— Поправку на отливное течение делаешь? Придется пока что так держать. Рифы близко…
Потом он поднялся на верхний мостик. Темень на море была поистине кромешной. Холодный сырой воздух проникал за воротник кителя, казался липким. На море и на судне стояла глухая тишина, только далеко внизу, под палубами, спокойно и сипло дышали машины.
— Черт знает, какая темь, — недовольно проворчал капитан, — перил мостика даже не видно. Почаще давай предупредительные гудки. Возникнет сомнение или что-нибудь подозрительное заметишь — буди сразу.
Хлопая каблуками незашнурованных туфель, капитан грузно спустился по лесенке и скрылся в своей каюте. Там он включил ночник, хотел было почитать, но сон быстро сморил его.
Однако едва он забылся, как раздался тревожный стук в дверь.
— Что случилось? — спросил Валерий Андреевич, нашаривая ногами туфли.
— Валерий Андреевич, на коре где-то рядом кричат люди и тарахтит мотор. Не по-русски кричат. Наверно японцы терпят бедствие…
Они быстро поднялись на верхний мостик. Из темноты действительно доносились крики людей. Нестройный хор голосов явно взывал о помощи. Голоса доносились справа по курсу судна.
— Если это несчастье с судном, то почему в тихую погоду? — размышлял вслух вахтенный помощник капитана. — Может быть, на рифы села шхуна?
— Включи прожектор и направь трех вахтенных матросов и боцмана на шлюпке, — распорядился капитан. — Пусть осторожно разведают, в чем там дело.

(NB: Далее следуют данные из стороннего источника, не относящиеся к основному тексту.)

//! Session store trait.

use async_trait::async_trait;

use crate::error::SessionResult;
use crate::session::{FederationSession, SessionKey};

/// An update applied to a copy of a session before it is written back.
pub type SessionUpdate = Box<dyn FnOnce(&mut FederationSession) + Send>;

/// Storage for federation sessions.
///
/// Writes to one key are serialized: [`modify`](Self::modify) must not
/// interleave with another write to the same session. No ordering is
/// promised across different keys.
#[async_trait]
pub trait SessionStore: Send + Sync {
    /// Gets a session by key.
    async fn get(&self, key: &SessionKey) -> SessionResult<Option<FederationSession>>;

    /// Finds the session for a partner-facing NameID.
    async fn find_by_name_id(&self, name_id: &str) -> SessionResult<Option<FederationSession>>;

    /// Stores a new session.
    async fn create(&self, session: FederationSession) -> SessionResult<()>;

    /// Replaces a stored session.
    async fn update(&self, session: FederationSession) -> SessionResult<()>;

    /// Applies `update` to a copy of the session and writes it back.
    ///
    /// Returns the written session, or `None` if the key is absent.
    async fn modify(
        &self,
        key: &SessionKey,
        update: SessionUpdate,
    ) -> SessionResult<Option<FederationSession>>;

    /// Removes a session, returning it if it was present.
    async fn remove(&self, key: &SessionKey) -> SessionResult<Option<FederationSession>>;

    /// Lists all sessions.
    async fn list(&self) -> SessionResult<Vec<FederationSession>>;
}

Через минуту у правого борта вспыхнул яркий свет, рассеивающийся в радужно-сером месиве тумана. Загремели блоки, и в тишине мягко шлепнулась упавшая на воду шлюпка. Капитан перегнулся через мостик, крикнул в рупор:
— На шлюпке! Соблюдайте осторожность. В случае опасности — близко не подходите. Если можно принять пострадавших, нагружайтесь до отказа.
Там, внизу, среди темноты помаячил и исчез белый клубочек света: то был фонарь на уходящей шлюпке.
А голоса в темноте продолжали взывать о помощи. „Не иначе, японские рыбаки“, — решил капитан. За долгие годы плавания на дальневосточных морях ему не раз случалось подбирать японских рыбаков, либо унесенных штормом, либо плавающих на плоту после гибели шхуны.
Не проходило года, чтобы в японских водах не бедствовали эти вечные труженики моря.
Вдруг крики утихли и через минуту донеслись снова. Это были уже возгласы радости.
— На шлюпке! Как там у вас? — крикнул капитан в рупор.
С моря послышался сильный бас, по которому нетрудно было узнать боцмана Борилку:
— Все в порядке! Везем четверых представителей!
Белый клубок света проплыл к борту судна. „Представители“ долго взбирались по штормтрапу, по-видимому они были обессилены.
— Проведите их в кают-компанию, я сейчас спущусь туда, — сказал капитан в рупор.
Он зашел в свою каюту, надел парадный китель, зашнуровал туфли. Таков был его обычай — являться перед представителями других государств в полной форме советского торгового моряка. Потом он прошел в спальню, чтобы разбудить майора Грибанова. Но тот уже сам встал и теперь одевался.
— Что там случилось? Кому это вы кричали? — спросил майор, обувая ботинки.
Это был высокий человек с крупными чертами открытого привлекательного лица, широкий в плечах, всегда подвижной и смешливый. Раздвоенный подбородок, большой острый кадык, упрямые пряди пшеничных волос, нависающих на лоб, придавали майору вид мужественного, волевого человека. Низкий горловой голос гудел, как из трубы.
Капитан Крамсков познакомился с Грибановым еще во время хасанских боев, в бухте Посьета. Он привез тогда советских представителей для переговоров с японцами: среди наших представителей был и военный переводчик лейтенант Грибанов. Бывший старшина пограничного катера Иннокентий Грибанов во время одной японской провокации получил ранение и подлежал демобилизации, но не хотел расставаться со службой в погранохране и попросился на курсы военных переводчиков. Там он проявил недюжинные способности в изучении иностранных языков и по окончании курсов был направлен в Ленинградский университет на факультет востоковедения. Закончив его с успехом, он вернулся на Дальний Восток, владея японским, китайским и английским языками. Он был назначен переводчиком одного из отделов штаба Тихоокеанского флота, а в начале Великой Отечественной войны его перевели в отдел контрразведки флота. Теперь он направлялся к месту новой службы — на Камчатку.
— Вы очень удачно оказались со мной в этом рейсе, Иннокентий Петрович, — сказал капитан. — Я пришел к вам с просьбой — помочь в переговорах с японцами. Сейчас привезли четырех на шлюпке, очевидно со шхуны, терпящей бедствие.